I stood with my grandson in awe. We were among the “Patriarchs,” towering, ancient western hemlocks, Douglas firs and western red cedars in an old growth grove in Rainier National Park. Some trees were over a thousand years old.
Days later I stood in the Salt Lake Valley surrounded by thousands of residents. Together we breathed in the remains of once vast California forests, inhaling some of the worst air on the planet.
As the smoky white out conditions totally erased the nearby Oquirrh Mountains, this was only one of several reminders nature has recently given us that radical climate change is underway in Utah. Wilting crops, fallow fields, shrinking rangeland and drying reservoirs are others. Regionally, we need only recall the last week of June when temperatures in the Pacific Northwest were 30 degrees higher than normal and we had an estimated 600 extreme heat related deaths.

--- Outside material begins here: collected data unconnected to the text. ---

use parking_lot::{RwLock, RwLockUpgradableReadGuard};
use serde::Deserialize;
use std::collections::BTreeSet;
use std::sync::atomic::{AtomicU64, Ordering};
use std::sync::Arc;

use super::analysis::{analyze, AnalysisSettings, SampleBuffer};
use super::edit::{apply_changes, collect_changes, EditRegion, EditSettings};
use super::error::{invalid_state, Result, SpectralError};
use super::model::{SpectralModel, SpectrumLayout};
use super::synthesis::synthesize_until;

#[derive(Clone, Copy, Debug, Default, PartialEq, Deserialize)]
pub struct SessionSettings {
    #[serde(default)]
    pub analysis: AnalysisSettings,
    #[serde(default)]
    pub edit: EditSettings,
    #[serde(default)]
    pub layout: SpectrumLayout,
}

/// Output of the last successful synthesis.
#[derive(Clone, Debug)]
pub struct Rendered {
    pub samples: Arc<Vec<f32>>,
    pub sample_rate: u32,
    /// Model revision the samples were rendered from.
    pub revision: u64,
}

/// One editing session over one loaded recording.
///
/// The spectral model is the only shared mutable state. Synthesis and
/// visualisation take read locks; an edit batch computes its changes under an
/// upgradable read and upgrades to a write lock to drain them, so it waits for
/// any synthesis in flight. Loading a file or calling [`cancel`](Self::cancel)
/// bumps a generation counter that makes in-flight batches and passes abort
/// without committing anything.
pub struct SpectralSession {
    settings: SessionSettings,
    model: RwLock<Option<SpectralModel>>,
    rendered: RwLock<Option<Rendered>>,
    generation: AtomicU64,
}

impl SpectralSession {
    pub fn new(settings: SessionSettings) -> Self {
        Self {
            settings,
            model: RwLock::new(None),
            rendered: RwLock::new(None),
            generation: AtomicU64::new(0),
        }
    }

    pub fn settings(&self) -> &SessionSettings {
        &self.settings
    }

    fn generation(&self) -> u64 {
        self.generation.load(Ordering::SeqCst)
    }

    /// Abandons any edit batch or synthesis pass currently running.
    pub fn cancel(&self) {
        self.generation.fetch_add(1, Ordering::SeqCst);
    }

    /// Analyses `buffer` and replaces the current model wholesale.
    ///
    /// Returns `false` when the buffer is empty; the previous model is kept.
    /// On error the previous model is kept as well.
    pub fn load(&self, buffer: &SampleBuffer) -> Result<bool> {
        let Some(model) = analyze(buffer, &self.settings.analysis)? else {
            return Ok(false);
        };

        self.cancel();
        let mut slot = self.model.write();
        *slot = Some(model);
        *self.rendered.write() = None;
        Ok(true)
    }

    pub fn is_loaded(&self) -> bool {
        self.model.read().is_some()
    }

    /// Whether edits were applied after the last synthesis.
    pub fn is_dirty(&self) -> bool {
        self.model.read().as_ref().is_some_and(|m| m.is_dirty())
    }

    /// Runs `f` against the current model under a read lock.
    pub fn read_model<R>(&self, f: impl FnOnce(&SpectralModel) -> R) -> Option<R> {
        self.model.read().as_ref().map(f)
    }

    /// Applies one edit batch atomically and returns the touched (frame, bin) cells.
    pub fn apply_edit(&self, region: &EditRegion) -> Result<BTreeSet<(usize, usize)>> {
        let started = self.generation();
        let guard = self.model.upgradable_read();
        let model = guard
            .as_ref()
            .ok_or_else(|| invalid_state("no recording loaded"))?;

        let changes = collect_changes(
            model,
            region,
            &self.settings.layout,
            &self.settings.edit,
            || self.generation() != started,
        )
        .inspect_err(|e| {
            if *e == SpectralError::Cancelled {
                log::warn!("Edit batch cancelled before drain");
            }
        })?;

        if changes.is_empty() {
            return Ok(BTreeSet::new());
        }

        let mut guard = RwLockUpgradableReadGuard::upgrade(guard);
        if self.generation() != started {
            log::warn!("Edit batch cancelled before drain");
            return Err(SpectralError::Cancelled);
        }
        let model = guard
            .as_mut()
            .ok_or_else(|| invalid_state("no recording loaded"))?;
        Ok(apply_changes(model, &changes))
    }

    /// Rebuilds the playable buffer from the current model.
    ///
    /// The previous buffer stays in place if synthesis fails or is cancelled.
    /// A pass that finishes after the model moved on to a newer revision is
    /// stale: it returns [`SpectralError::Cancelled`] and commits nothing.
    pub fn synthesize(&self) -> Result<Arc<Vec<f32>>> {
        let started = self.generation();
        let rendered = {
            let guard = self.model.read();
            let model = guard
                .as_ref()
                .ok_or_else(|| invalid_state("no recording loaded; run analysis first"))?;
            let samples = synthesize_until(model.frames(), || self.generation() != started)
                .inspect_err(|e| {
                    if *e == SpectralError::Cancelled {
                        log::warn!("Synthesis cancelled");
                    }
                })?;
            Rendered {
                samples: Arc::new(samples),
                sample_rate: model.sample_rate(),
                revision: model.revision(),
            }
        };

        let samples = Arc::clone(&rendered.samples);
        self.commit(started, rendered)?;
        Ok(samples)
    }

    fn commit(&self, started: u64, rendered: Rendered) -> Result<()> {
        let mut guard = self.model.write();
        if self.generation() != started {
            log::warn!("Synthesis cancelled");
            return Err(SpectralError::Cancelled);
        }
        let Some(model) = guard.as_mut() else {
            return Err(SpectralError::Cancelled);
        };
        if model.revision() != rendered.revision {
            log::warn!(
                "Synthesis of revision {} superseded by revision {}",
                rendered.revision,
                model.revision()
            );
            return Err(SpectralError::Cancelled);
        }
        model.mark_clean();
        *self.rendered.write() = Some(rendered);
        Ok(())
    }

    /// Last successfully synthesised buffer, if any.
    pub fn rendered(&self) -> Option<Rendered> {
        self.rendered.read().clone()
    }
}
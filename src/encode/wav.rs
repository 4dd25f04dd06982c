use anyhow::{Context, Result};
use std::fs::File;
use std::io::BufWriter;
use std::path::Path;

use spectra::spectral::PcmFormat;

pub struct WavEncoder {
    writer: hound::WavWriter<BufWriter<File>>,
    format: PcmFormat,
    written: usize,
}

impl WavEncoder {
    pub fn new(output_path: &Path, sample_rate: u32, format: PcmFormat) -> Result<Self> {
        let sample_format = match format {
            PcmFormat::Int16 => hound::SampleFormat::Int,
            PcmFormat::Float32 => hound::SampleFormat::Float,
            PcmFormat::Float64 => anyhow::bail!("WAV export supports int16 and float32 samples only"),
        };
        let spec = hound::WavSpec {
            channels: 1,
            sample_rate,
            bits_per_sample: format.bit_depth(),
            sample_format,
        };

        let writer = hound::WavWriter::create(output_path, spec)
            .with_context(|| format!("Failed to create WAV file: {}", output_path.display()))?;

        log::info!(
            "WAV encoder started: {}Hz mono, {}-bit {:?}",
            sample_rate,
            format.bit_depth(),
            sample_format
        );

        Ok(Self {
            writer,
            format,
            written: 0,
        })
    }

    pub fn write_samples(&mut self, samples: &[f32]) -> Result<()> {
        for &s in samples {
            let written = match self.format {
                PcmFormat::Int16 => {
                    let v = (s.clamp(-1.0, 1.0) * i16::MAX as f32).round() as i16;
                    self.writer.write_sample(v)
                }
                _ => self.writer.write_sample(s),
            };
            written.context("Failed to write sample to WAV file")?;
        }
        self.written += samples.len();
        Ok(())
    }

    pub fn finish(self) -> Result<()> {
        let written = self.written;
        self.writer.finalize().context("Failed to finalize WAV file")?;
        log::info!("WAV encoding complete: {} samples", written);
        Ok(())
    }
}
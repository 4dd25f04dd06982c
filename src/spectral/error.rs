use thiserror::Error;

/// Failures reported by the analysis/edit/synthesis core.
#[derive(Debug, Clone, PartialEq, Error)]
pub enum SpectralError {
    /// Malformed input supplied by the caller (bad lengths, negative radius, ...).
    #[error("invalid argument: {0}")]
    InvalidArgument(String),

    /// The spectral model is missing or inconsistent; re-run analysis first.
    #[error("invalid state: {0}")]
    InvalidState(String),

    /// The request is well-formed but outside what the pipeline can reconstruct.
    #[error("not supported: {0}")]
    NotSupported(String),

    /// The pass was abandoned (new file loaded or explicit cancel); nothing was committed.
    #[error("operation cancelled")]
    Cancelled,
}

pub type Result<T> = std::result::Result<T, SpectralError>;

pub(crate) fn invalid_argument(msg: impl Into<String>) -> SpectralError {
    SpectralError::InvalidArgument(msg.into())
}

pub(crate) fn invalid_state(msg: impl Into<String>) -> SpectralError {
    SpectralError::InvalidState(msg.into())
}

pub(crate) fn not_supported(msg: impl Into<String>) -> SpectralError {
    SpectralError::NotSupported(msg.into())
}
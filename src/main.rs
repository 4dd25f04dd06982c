mod audio;
mod cli;
mod config;
mod encode;

use anyhow::{Context, Result};
use clap::Parser;
use indicatif::{ProgressBar, ProgressStyle};
use std::time::Duration;

use cli::Cli;
use encode::wav::WavEncoder;
use spectra::spectral::{
    AnalysisSettings, DistanceMetric, EditRegion, EditSettings, EditTool, PcmFormat,
    SessionSettings, SpectralSession, SpectrumLayout,
};

fn main() -> Result<()> {
    env_logger::Builder::from_env(env_logger::Env::default().default_filter_or("info"))
        .format_timestamp_millis()
        .init();

    let cli = Cli::parse();

    let mut analysis = AnalysisSettings {
        overlap: cli.overlap,
        ..AnalysisSettings::default()
    };
    let mut edit = EditSettings {
        deform_factor: cli.deform_factor,
        metric: parse_metric(&cli.metric)?,
    };
    let mut layout = SpectrumLayout::default();
    let mut format = parse_format(&cli.format)?;

    // Load config: explicit --config path, or auto-detect spectra.toml / global config
    let config_path = cli.config.clone().or_else(|| {
        let local = std::path::PathBuf::from("spectra.toml");
        if local.exists() {
            return Some(local);
        }
        if let Some(home) = dirs::home_dir() {
            let xdg = home.join(".config").join("spectra").join("config.toml");
            if xdg.exists() {
                return Some(xdg);
            }
        }
        if let Some(config_dir) = dirs::config_dir() {
            let platform = config_dir.join("spectra").join("config.toml");
            if platform.exists() {
                return Some(platform);
            }
        }
        None
    });
    if let Some(ref path) = config_path {
        if let Some(cfg) = config::load_config(path) {
            log::info!("Loaded config from {}", path.display());
            // Merge: config values apply only when CLI is at its default
            if cli.overlap == 0.5 { analysis.overlap = cfg.analysis.overlap; }
            if cli.deform_factor == 0.01 { edit.deform_factor = cfg.edit.deform_factor; }
            if cli.metric == "euclidean" { edit.metric = cfg.edit.metric; }
            if cli.format == "float32" { format = cfg.export.format; }
            layout = cfg.layout;
        } else {
            log::warn!("Failed to load config from {}", path.display());
        }
    }

    let input = cli.input.as_ref().context("Input audio file is required")?;
    if !input.exists() {
        anyhow::bail!("Input file not found: {}", input.display());
    }

    log::info!("spectra - spectral audio editor");
    log::info!("Input: {}", input.display());
    log::info!("Output: {}", cli.output.display());

    // 1. Decode audio
    log::info!("Decoding audio...");
    let buffer = audio::decode::decode_audio(input)?;

    // 2. Analyze
    let session = SpectralSession::new(SessionSettings {
        analysis,
        edit,
        layout,
    });
    let pb = spinner("Analyzing spectrum...")?;
    let loaded = session.load(&buffer);
    pb.finish_and_clear();
    if !loaded.context("Spectral analysis failed")? {
        anyhow::bail!("Input file contains no samples: {}", input.display());
    }

    if cli.info {
        session.read_model(|model| {
            println!("Sample rate:     {} Hz", model.sample_rate());
            println!("Samples:         {} ({:.1}s)", model.sample_count(), buffer.duration_ms() / 1000.0);
            println!("Frame size:      {}", model.frame_size());
            println!("Visible bins:    {}", model.bin_count());
            println!("Bin resolution:  {:.2} Hz", model.sample_rate() as f64 / model.frame_size() as f64);
            println!("Frames:          {} ({} without overlap)", model.frame_count(), model.chunk_count());
            println!(
                "Peak magnitude:  {:.6} ({:.1} dB)",
                model.max_magnitude(),
                spectra::spectral::model::to_db(model.max_magnitude())
            );
        });
        return Ok(());
    }

    // 3. Edit
    if !cli.points.is_empty() {
        let tool = match (cli.offset, cli.set, cli.restore) {
            (Some(direction), _, _) => EditTool::Offset { direction },
            (_, Some(value), _) => EditTool::Absolute { value },
            (_, _, true) => EditTool::Restore,
            _ => anyhow::bail!("Stroke points given without a tool: use --offset, --set or --restore"),
        };
        let region = EditRegion {
            stroke: cli.points.clone(),
            radius: cli.radius,
            tool,
        };
        let touched = session.apply_edit(&region).context("Edit failed")?;
        let frames: std::collections::BTreeSet<usize> = touched.iter().map(|&(f, _)| f).collect();
        log::info!("Edited {} cells across {} frames", touched.len(), frames.len());
        if touched.is_empty() {
            log::warn!("Stroke did not reach any cell; check --radius and the layout origin");
        }
    }

    // 4. Resynthesize
    let pb = spinner("Resynthesizing...")?;
    let rendered = session.synthesize();
    pb.finish_and_clear();
    let rendered = rendered.context("Resynthesis failed")?;
    // Synthesis covers whole frames; the padded tail is dropped.
    let samples = &rendered[..buffer.samples.len().min(rendered.len())];

    // 5. Export
    if cli.raw {
        encode::raw::write_raw(&cli.output, samples, format)?;
    } else {
        let mut encoder = WavEncoder::new(&cli.output, buffer.sample_rate, format)?;
        encoder.write_samples(samples)?;
        encoder.finish()?;
    }

    log::info!("Done! Output: {}", cli.output.display());
    Ok(())
}

fn spinner(message: &'static str) -> Result<ProgressBar> {
    let pb = ProgressBar::new_spinner();
    pb.set_style(
        ProgressStyle::default_spinner()
            .template("[{elapsed_precise}] {spinner} {msg}")
            .context("Invalid progress template")?,
    );
    pb.set_message(message);
    pb.enable_steady_tick(Duration::from_millis(100));
    Ok(pb)
}

fn parse_metric(name: &str) -> Result<DistanceMetric> {
    match name {
        "euclidean" => Ok(DistanceMetric::Euclidean),
        "planar" => Ok(DistanceMetric::Planar),
        other => anyhow::bail!("Unknown distance metric: {} (expected euclidean or planar)", other),
    }
}

fn parse_format(name: &str) -> Result<PcmFormat> {
    match name {
        "int16" => Ok(PcmFormat::Int16),
        "float32" => Ok(PcmFormat::Float32),
        "float64" => Ok(PcmFormat::Float64),
        other => anyhow::bail!("Unknown sample format: {} (expected int16, float32 or float64)", other),
    }
}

Michael E. Mann, a lead author of the UN’s 2001 report by the Intergovernmental Panel on Climate Change (IPCC) recently stated that, “We have zero years left to avoid dangerous climate change, because it’s here.”
We are now living the new “normal” — year-round forest fires, droughts, floods, rising sea levels and climate induced famines; yet still we go on consuming oil and burning coal. So many of us yearn for promised change: Clean, affordable, renewable energy and better waste processing. They’re always on the horizon, just out of reach. What’s wrong? For the titans of fossil fuel industries it’s business-as-usual when there’s money to be made. They call the shots.
As I looked at the wall of white that had replaced the mountains, my thoughts turned to Chris Hedges, journalist, political commentator and educator. In a recent interview posted on YouTube, Hedges described the United States a one party republic where Democrats and Republicans are simply two wings of the American “Business Party.”
The Business Party is a loose club of elites and their lobbying proxies who have a shared interest in undermining true democracy for personal gain. The pressure of fossil fuel lobbyists and campaign dollars cause many lawmakers to be reluctant to pass significant legislation on climate change. Fossil fuel industry leaders also invest large sums of money to buy the voices of talking heads who muddy the findings of climate scientists with misinformation in an attempt to disengage the American public from doing anything meaningful about climate change. It seems that America’s elite would have us act out our frustrations politically on each other rather than see us unite to force industries to rapidly shift to renewable energy sources.
Self-interested, political and business leaders lack the courage and compassion to make the radical changes necessary avert a total climate meltdown. Like gambling addicts who want to maximize their winnings, the elite will not abandon their exploitation of environments and people until the house (the overheating planet) shuts down the game. None of them wants to be the first to walk away from potential profits. For them it will never be over until it’s truly over.
Hedges stated that one of the few things that the business elite fear is massive, widespread, peaceful protest. We can force business leaders and the investment class to help us slow global warming and assist its victims by organizing well orchestrated protests on a national and worldwide scale to promote democratic reforms and introduce aggressive policies to radically reduce greenhouse gas emissions and environmental destruction.
Protest can take many forms other than street demonstrations. CNN quotes Maria Lopez-Nuñez, deputy director of the Ironbound Community Corporation, a New Jersey-based nonprofit that focuses on climate and environmental justice, saying that you want to take meaningful action on the climate crisis, do some homework on the groups active in your area.
“Find frontline organizations that are in [your] neighborhood, not just the big organizations,” Lopez-Nuñez said. “Go find the people that know the issues of your neighborhood, of your cities, of your state.’”
The alternative is to go along with the present program of destruction until the world ends in flames. If this sounds too depressingly apocalyptic, step outside and take a breath of smoke from the latest forest fire. We may “have zero years left to avoid dangerous climate change,” but we can join others now in saving our planet from the worst of climate change.
Eric Hubner, Volcano, Hawai’i, received both bachelor’s and master’s degrees from Brigham Young University, as well as a master of social work degree from the State University of New York. He is a retired mental health therapist and school social worker, who also worked in the addiction field and coordinated services for families at risk of child abuse and neglect.